• [Work item]: Each line from the one containing "a transport error." to the end of the entries below must be restated exactly, and no other line should appear.

• [Study material]:
//! JSON-RPC over a long-lived WebSocket connection.
//!
//! The connection is established by upgrading HTTP with the descriptor's
//! custom headers. A single reader task consumes frames and routes
//! responses by id to per-request channels; writes are serialized by a
//! mutex over the sink. Close sends a normal-closure frame and cancels the
//! reader, so pending calls observe cancellation.

use std::collections::HashMap;
use std::sync::atomic::{AtomicBool, AtomicI64, Ordering};
use std::sync::Arc;
use std::time::Duration;

use futures::stream::{SplitSink, SplitStream};
use futures::{SinkExt, StreamExt};
use tokio::net::TcpStream;
use tokio::sync::{oneshot, Mutex};
use tokio_tungstenite::tungstenite::client::IntoClientRequest;
use tokio_tungstenite::tungstenite::http::header::{HeaderName, HeaderValue};
use tokio_tungstenite::tungstenite::protocol::frame::coding::CloseCode;
use tokio_tungstenite::tungstenite::protocol::CloseFrame;
use tokio_tungstenite::tungstenite::Message;
use tokio_tungstenite::{connect_async, MaybeTlsStream, WebSocketStream};
use tokio_util::sync::CancellationToken;

use crate::mcp::errors::McpError;
use crate::mcp::types::{JsonRpcRequest, JsonRpcResponse, ServerDescriptor};

type WsStream = WebSocketStream<MaybeTlsStream<TcpStream>>;
type WsSink = Arc<Mutex<SplitSink<WsStream, Message>>>;
type PendingMap = Arc<Mutex<HashMap<i64, oneshot::Sender<JsonRpcResponse>>>>;

/// An MCP server reached over WebSocket.
#[derive(Debug)]
pub struct WsClient {
    server_name: String,
    sink: WsSink,
    pending: PendingMap,
    next_id: AtomicI64,
    cancel: CancellationToken,
    pub(crate) initialized: AtomicBool,
}

impl WsClient {
    /// Dial the server and start the reader task.
    pub async fn connect(descriptor: &ServerDescriptor) -> Result<Self, McpError> {
        let url = descriptor.url.clone().ok_or_else(|| McpError::Config {
            reason: "url is required for websocket transport".into(),
        })?;

        let mut request = url.clone().into_client_request().map_err(|e| McpError::Config {
            reason: format!("invalid websocket url: {e}"),
        })?;
        for (key, value) in &descriptor.headers {
            let name = HeaderName::from_bytes(key.as_bytes()).map_err(|_| McpError::Config {
                reason: format!("invalid websocket header name '{key}'"),
            })?;
            let value = HeaderValue::from_str(value).map_err(|_| McpError::Config {
                reason: format!("invalid websocket header value for '{key}'"),
            })?;
            request.headers_mut().insert(name, value);
        }

        tracing::debug!(server = %descriptor.name, url = %url, "connecting MCP websocket");

        let (stream, _) = connect_async(request).await.map_err(|e| McpError::Transport {
            server: descriptor.name.clone(),
            reason: format!("websocket connect failed: {e}"),
        })?;

        let (sink, read) = stream.split();
        let sink: WsSink = Arc::new(Mutex::new(sink));
        let pending: PendingMap = Arc::new(Mutex::new(HashMap::new()));
        let cancel = CancellationToken::new();

        Self::spawn_reader(
            descriptor.name.clone(),
            read,
            sink.clone(),
            pending.clone(),
            cancel.clone(),
        );

        Ok(Self {
            server_name: descriptor.name.clone(),
            sink,
            pending,
            next_id: AtomicI64::new(1),
            cancel,
            initialized: AtomicBool::new(false),
        })
    }

    fn spawn_reader(
        server: String,
        mut read: SplitStream<WsStream>,
        sink: WsSink,
        pending: PendingMap,
        cancel: CancellationToken,
    ) {
        tokio::spawn(async move {
            loop {
                let frame = tokio::select! {
                    _ = cancel.cancelled() => break,
                    frame = read.next() => frame,
                };

                let message = match frame {
                    Some(Ok(message)) => message,
                    Some(Err(e)) => {
                        tracing::debug!(server = %server, error = %e, "websocket read error");
                        break;
                    }
                    None => break,
                };

                match message {
                    Message::Text(text) => {
                        Self::route_frame(&server, text.as_bytes(), &pending).await;
                    }
                    Message::Binary(data) => {
                        Self::route_frame(&server, &data, &pending).await;
                    }
                    Message::Ping(payload) => {
                        let _ = sink.lock().await.send(Message::Pong(payload)).await;
                    }
                    Message::Pong(_) | Message::Frame(_) => {}
                    Message::Close(frame) => {
                        tracing::debug!(server = %server, ?frame, "websocket closed by server");
                        break;
                    }
                }
            }

            // Fail outstanding calls: dropping the senders wakes the waiters.
            pending.lock().await.clear();
            tracing::debug!(server = %server, "websocket reader exited");
        });
    }

    async fn route_frame(server: &str, payload: &[u8], pending: &PendingMap) {
        let response = match serde_json::from_slice::<JsonRpcResponse>(payload) {
            Ok(response) => response,
            Err(e) => {
                tracing::debug!(server = %server, error = %e, "failed to parse websocket frame");
                return;
            }
        };
        match response.id {
            Some(id) => {
                if let Some(tx) = pending.lock().await.remove(&id) {
                    let _ = tx.send(response);
                } else {
                    tracing::debug!(server = %server, id, "response for unknown request id");
                }
            }
            None => {
                tracing::debug!(server = %server, "server notification");
            }
        }
    }

    pub fn server_name(&self) -> &str {
        &self.server_name
    }

    async fn write_frame(&self, request: &JsonRpcRequest) -> Result<(), McpError> {
        let payload = serde_json::to_string(request).map_err(|e| McpError::Transport {
            server: self.server_name.clone(),
            reason: format!("failed to serialize request: {e}"),
        })?;
        self.sink
            .lock()
            .await
            .send(Message::Text(payload))
            .await
            .map_err(|e| McpError::Transport {
                server: self.server_name.clone(),
                reason: format!("failed to send websocket message: {e}"),
            })
    }

    /// Send a request and wait for the matching response.
    pub async fn request(
        &self,
        method: &str,
        params: Option<serde_json::Value>,
        deadline: Option<Duration>,
    ) -> Result<JsonRpcResponse, McpError> {
        if self.cancel.is_cancelled() {
            return Err(McpError::Transport {
                server: self.server_name.clone(),
                reason: "websocket connection closed".into(),
            });
        }

        let id = self.next_id.fetch_add(1, Ordering::Relaxed);
        let request = JsonRpcRequest::new(id, method, params);

        let (tx, rx) = oneshot::channel();
        self.pending.lock().await.insert(id, tx);

        if let Err(e) = self.write_frame(&request).await {
            self.pending.lock().await.remove(&id);
            return Err(e);
        }

        let response = match deadline {
            Some(duration) => match tokio::time::timeout(duration, rx).await {
                Ok(result) => result,
                Err(_) => {
                    self.pending.lock().await.remove(&id);
                    return Err(McpError::Timeout {
                        tool: method.to_string(),
                        timeout_ms: duration.as_millis() as u64,
                    });
                }
            },
            None => rx.await,
        };

        response.map_err(|_| McpError::Transport {
            server: self.server_name.clone(),
            reason: "connection closed before responding".into(),
        })
    }

    /// Send a notification (no id, no response expected).
    pub async fn notify(
        &self,
        method: &str,
        params: Option<serde_json::Value>,
    ) -> Result<(), McpError> {
        let request = JsonRpcRequest::notification(method, params);
        self.write_frame(&request).await
    }

    /// Send a normal-closure frame and cancel the reader; pending calls
    /// observe the cancellation as a transport error.
    pub async fn close(&self) -> Result<(), McpError> {
        tracing::debug!(server = %self.server_name, "closing MCP websocket client");
        self.cancel.cancel();
        let close = Message::Close(Some(CloseFrame {
            code: CloseCode::Normal,
            reason: "".into(),
        }));
        let _ = self.sink.lock().await.send(close).await;
        self.pending.lock().await.clear();
        Ok(())
    }
}

// ─── Tests ──────────────────────────────────────────────────────────────────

• [Answer box]:
    /// observe the cancellation as a transport error.
    pub async fn close(&self) -> Result<(), McpError> {
        tracing::debug!(server = %self.server_name, "closing MCP websocket client");
        self.cancel.cancel();
        let close = Message::Close(Some(CloseFrame {
            code: CloseCode::Normal,
            reason: "".into(),
        }));
        let _ = self.sink.lock().await.send(close).await;
        self.pending.lock().await.clear();
        Ok(())
    }
}

// ─── Tests ──────────────────────────────────────────────────────────────────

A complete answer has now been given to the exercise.